Sliding on the Strings
What is it about a lap acoustic guitars, whether it's a National, a Weissenborn, or just an old acoustic with raised strings? For me, the type of music doesn't matter all that much. It can be blues, Hawaiian, jazz or country music. Now it seems, with the release of Paris, Plages d'Hawaii 1930, I guess I'd also have to include French chansons. But then I'll listen to anything that entails an acoustic guitar sound played with a steel bar. Okay, so I admit, it’s a specialised taste. But there is also something universal about acoustic lap guitar and a slide that, when put together, evokes the human voice, as well as horns, whether saxophones, trumpets or trombones. It’s also a supremely melodic instrument, as opposed to a harmonically oriented nature of a standard six-string guitar. Though I’d played the standard guitar for years, I could never really get the sound I wanted from it. But from the moment I began playing my Weissenborn (made by Marc Silber in Berkeley CA), I knew that was the sound I'd been after. Within a couple years I'd traded my Gibson 335, which had been sitting in its case for years, for a square neck National Tricone.
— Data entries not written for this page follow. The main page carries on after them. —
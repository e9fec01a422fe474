use crate::consts::{DRAW_SIZE, UNIVERSE};
use crate::error::{LfResult, LotoError};
use crate::types::Draw;
use rayon::prelude::*;
use serde_json::Value;
use std::collections::{BTreeMap, HashMap};
use std::fs;
use std::path::Path;
use tracing::{debug, info, warn};

/// Past draws keyed by contest number. Iteration is always oldest first.
#[derive(Debug, Clone, Default, PartialEq, Eq)]
pub struct HistoricalArchive {
    draws: BTreeMap<u32, Draw>,
}

impl HistoricalArchive {
    pub fn new() -> Self {
        Self::default()
    }

    pub fn insert(&mut self, contest: u32, draw: Draw) -> LfResult<()> {
        if contest == 0 {
            return Err(LotoError::validation("contest", "contest ids start at 1"));
        }
        self.draws.insert(contest, draw);
        Ok(())
    }

    pub fn get(&self, contest: u32) -> Option<&Draw> {
        self.draws.get(&contest)
    }

    pub fn len(&self) -> usize {
        self.draws.len()
    }

    pub fn is_empty(&self) -> bool {
        self.draws.is_empty()
    }

    pub fn latest_contest(&self) -> Option<u32> {
        self.draws.keys().next_back().copied()
    }

    /// All draws, oldest to newest.
    pub fn draws(&self) -> Vec<Draw> {
        self.draws.values().copied().collect()
    }

    /// The newest `size` draws (or all of them), oldest to newest.
    pub fn recent(&self, size: usize) -> Vec<Draw> {
        let skip = self.draws.len().saturating_sub(size);
        self.draws.values().skip(skip).copied().collect()
    }

    /// Generates `count` uniformly random draws numbered 1..=count.
    pub fn simulate(count: usize, seed: Option<u64>) -> Self {
        let base = seed.unwrap_or_else(|| fastrand::u64(..));
        let draws: BTreeMap<u32, Draw> = (0..count)
            .into_par_iter()
            .map(|i| {
                let mut rng = fastrand::Rng::with_seed(base.wrapping_add(i as u64));
                let mut pool: Vec<u8> = (0..UNIVERSE as u8).collect();
                for j in 0..DRAW_SIZE {
                    let pick = rng.usize(j..UNIVERSE);
                    pool.swap(j, pick);
                }
                let mut numbers = [0u8; DRAW_SIZE];
                numbers.copy_from_slice(&pool[..DRAW_SIZE]);
                numbers.sort_unstable();
                ((i + 1) as u32, Draw::from_sorted_unchecked(numbers))
            })
            .collect();
        debug!("Simulated {} draws", draws.len());
        Self { draws }
    }

    /// Loads an archive from JSON (`{"1": [..], ...}`) or CSV
    /// (`contest,n1,..,n20`), chosen by file extension.
    pub fn load_from_file<P: AsRef<Path>>(path: P) -> LfResult<Self> {
        let path = path.as_ref();
        let is_csv = path
            .extension()
            .and_then(|e| e.to_str())
            .map(|e| e.eq_ignore_ascii_case("csv"))
            .unwrap_or(false);

        let archive = if is_csv {
            let file = fs::File::open(path)?;
            Self::from_csv_reader(file)?
        } else {
            let content = fs::read_to_string(path)?;
            Self::from_json_str(&content)?
        };
        info!(
            "📂 Loaded {} draws from {}",
            archive.len(),
            path.display()
        );
        Ok(archive)
    }

    pub fn from_json_str(content: &str) -> LfResult<Self> {
        let raw: HashMap<String, Value> = serde_json::from_str(content)?;
        let mut archive = Self::new();
        for (key, value) in raw {
            let contest = match key.trim().parse::<u32>() {
                Ok(c) if c > 0 => c,
                _ => {
                    warn!("Skipping entry with invalid contest id '{}'", key);
                    continue;
                }
            };
            let draw = json_numbers(&value)
                .map_err(LotoError::InvalidDraw)
                .and_then(|numbers| Draw::new(&numbers));
            match draw {
                Ok(draw) => archive.insert(contest, draw)?,
                Err(e) => warn!("Skipping contest {}: {}", contest, e),
            }
        }
        Ok(archive)
    }

    pub fn from_csv_reader<R: std::io::Read>(reader: R) -> LfResult<Self> {
        let mut rdr = csv::ReaderBuilder::new()
            .has_headers(false)
            .flexible(true)
            .trim(csv::Trim::All)
            .from_reader(reader);

        let mut archive = Self::new();
        for (line, record) in rdr.records().enumerate() {
            let record = record?;
            let first = record.get(0).unwrap_or("");
            let contest = match first.parse::<u32>() {
                Ok(c) if c > 0 => c,
                // Header rows and blank lines
                _ if line == 0 => continue,
                _ => {
                    warn!("Skipping line {}: invalid contest id '{}'", line + 1, first);
                    continue;
                }
            };
            let numbers: Result<Vec<u8>, _> = record
                .iter()
                .skip(1)
                .filter(|f| !f.is_empty())
                .map(|f| f.parse::<u8>())
                .collect();
            let draw = match numbers {
                Ok(n) => Draw::new(&n),
                Err(e) => Err(LotoError::InvalidDraw(e.to_string())),
            };
            match draw {
                Ok(d) => archive.insert(contest, d)?,
                Err(e) => warn!("Skipping contest {}: {}", contest, e),
            }
        }
        Ok(archive)
    }
}

/// Numbers of one JSON entry. Values that cannot be a draw number are
/// reported instead of failing the whole file.
fn json_numbers(value: &Value) -> Result<Vec<u8>, String> {
    let items = value
        .as_array()
        .ok_or_else(|| format!("expected a list of numbers, got {}", value))?;
    items
        .iter()
        .map(|v| {
            v.as_u64()
                .and_then(|n| u8::try_from(n).ok())
                .ok_or_else(|| format!("'{}' is not a valid number", v))
        })
        .collect()
}

impl FromIterator<(u32, Draw)> for HistoricalArchive {
    fn from_iter<I: IntoIterator<Item = (u32, Draw)>>(iter: I) -> Self {
        Self {
            draws: iter.into_iter().filter(|(c, _)| *c > 0).collect(),
        }
    }
}
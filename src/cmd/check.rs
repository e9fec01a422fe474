use crate::reports;
use clap::Args;
use lotoforge::analysis::{count_hits, hit_histogram};
use lotoforge::archive::HistoricalArchive;
use lotoforge::config::parse_number_list;
use lotoforge::error::{LfResult, LotoError};
use lotoforge::types::Ticket;

#[derive(Args, Debug, Clone)]
pub struct CheckArgs {
    /// The 50 ticket numbers, comma separated
    #[arg(short, long)]
    pub ticket: String,

    /// Contest to compare against (defaults to the latest)
    #[arg(short, long)]
    pub contest: Option<u32>,
}

pub fn run(args: &CheckArgs, archive: &HistoricalArchive) -> LfResult<()> {
    let numbers = parse_number_list(&args.ticket, "ticket")?;
    let ticket = Ticket::new(&numbers)?;

    if archive.is_empty() {
        return Err(LotoError::NoData(
            "checking a ticket needs a draw history (use --archive or --simulate)".into(),
        ));
    }

    let contest = match args.contest.or_else(|| archive.latest_contest()) {
        Some(c) => c,
        None => return Err(LotoError::NoData("archive has no contests".into())),
    };
    let draw = archive.get(contest).ok_or_else(|| {
        LotoError::validation("contest", format!("contest {} is not in the archive", contest))
    })?;

    println!("\nContest {}: {} hit(s)", contest, count_hits(&ticket, draw));

    let hist = hit_histogram(&ticket, &archive.draws());
    reports::print_hit_histogram(&hist, archive.len());
    Ok(())
}
use clap::{CommandFactory, FromArgMatches, Parser, Subcommand};
use lotoforge::archive::HistoricalArchive;
use lotoforge::consts::DEFAULT_SIMULATED_DRAWS;
use lotoforge::error::LfResult;
use std::process;
use tracing::{error, info, warn, Level};

mod cmd;
mod reports;

#[derive(Parser, Debug)]
#[command(author, version, about, long_about = None)]
struct Cli {
    #[command(subcommand)]
    command: Commands,

    /// Draw history as JSON (`{"1": [..]}`) or CSV (`contest,n1,..,n20`)
    #[arg(global = true, short, long)]
    archive: Option<String>,

    /// Use a simulated history when no archive file is given
    #[arg(global = true, long, num_args = 0..=1, value_name = "DRAWS")]
    simulate: Option<Option<usize>>,

    #[arg(global = true, short = 'S', long)]
    seed: Option<u64>,

    #[arg(global = true, long, default_value_t = false)]
    debug: bool,
}

#[derive(Subcommand, Debug)]
enum Commands {
    /// Generate tickets with one of the four strategies
    Generate(cmd::generate::GenerateArgs),
    /// Frequency, delay and feature statistics of the archive
    Analyze(cmd::analyze::AnalyzeArgs),
    /// Exact probability of every hit count
    Odds,
    /// Compare a ticket against the archive
    Check(cmd::check::CheckArgs),
}

fn load_archive(cli: &Cli) -> LfResult<HistoricalArchive> {
    if let Some(path) = &cli.archive {
        info!("📂 Loading archive: {}", path);
        return HistoricalArchive::load_from_file(path);
    }
    if let Some(n) = cli.simulate {
        let n = n.filter(|&n| n > 0).unwrap_or(DEFAULT_SIMULATED_DRAWS);
        warn!("⚠️  No archive file given. Using {} simulated draws.", n);
        return Ok(HistoricalArchive::simulate(n, cli.seed));
    }
    Ok(HistoricalArchive::new())
}

fn main() {
    // Parse raw matches first so explicit flags can be told apart from defaults.
    let matches = Cli::command().get_matches();
    let cli = Cli::from_arg_matches(&matches).unwrap_or_else(|e| e.exit());

    let level = if cli.debug { Level::DEBUG } else { Level::INFO };
    tracing_subscriber::fmt()
        .with_max_level(level)
        .with_target(false)
        .with_writer(std::io::stderr)
        .init();

    let archive = load_archive(&cli).unwrap_or_else(|e| {
        error!("❌ {}", e);
        process::exit(1);
    });
    if archive.is_empty() {
        info!("No draw history loaded; history-based features are unavailable.");
    }

    let result = match &cli.command {
        Commands::Generate(args) => {
            let sub_matches = matches
                .subcommand_matches("generate")
                .unwrap_or(&matches);
            cmd::generate::run(args, &archive, cli.seed, sub_matches)
        }
        Commands::Analyze(args) => cmd::analyze::run(args, &archive),
        Commands::Odds => cmd::odds::run(),
        Commands::Check(args) => cmd::check::run(args, &archive),
    };

    if let Err(e) = result {
        error!("❌ {}", e);
        process::exit(1);
    }
}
I think my love of acoustic lap guitar began from the moment I heard, at age seventeen, Bernie Shields play acoustic lap guitar in the great but unsung Six and Seven Eighths String Band. A parlour group from New Orleans, it featured, as well as Shields, the great Dr Souchon on standard guitar and William Kleppinger on mandolin. Never heard of Six and Seven Eighths? That's hardly surprising. Though they'd been playing since sometime around 1915. However their only record that I know about was the 1956 Folkways release. Shields was unique in that he could make his lap guitar sound like any number of instruments. It could well be that R. Crumb's Cheap Suit Seranaders based themselves on Six and Seven Eighths. If not, they should have done so. You can still get a copy of the Six and Seven Eights record from Smithsonian-Folkways. Their version of Who’s Sorry Now sounds as good now as it did all those years ago.
Some years later, my interest in lap guitar was revived when I heard my old banjo teacher David Lindley play Weissenborn guitar on one of his records. These days I listen not only to Lindley, but phenomenal old Hawaiian players like King Bennie Nawahi, Sol Hoopii, the Kalama Brothers, etc.. And, unlike many people, I prefer the National guitars to dobros, though there are moments when I wish I could produce the tight sound that you can only get from a dobro. Yet dobros don’t seem to have the flexibility of Nationals, nor the organic wood-based sound of Weissenborns. On the other hand, Jerry Douglas playing a Weissenborn is a joy to behold.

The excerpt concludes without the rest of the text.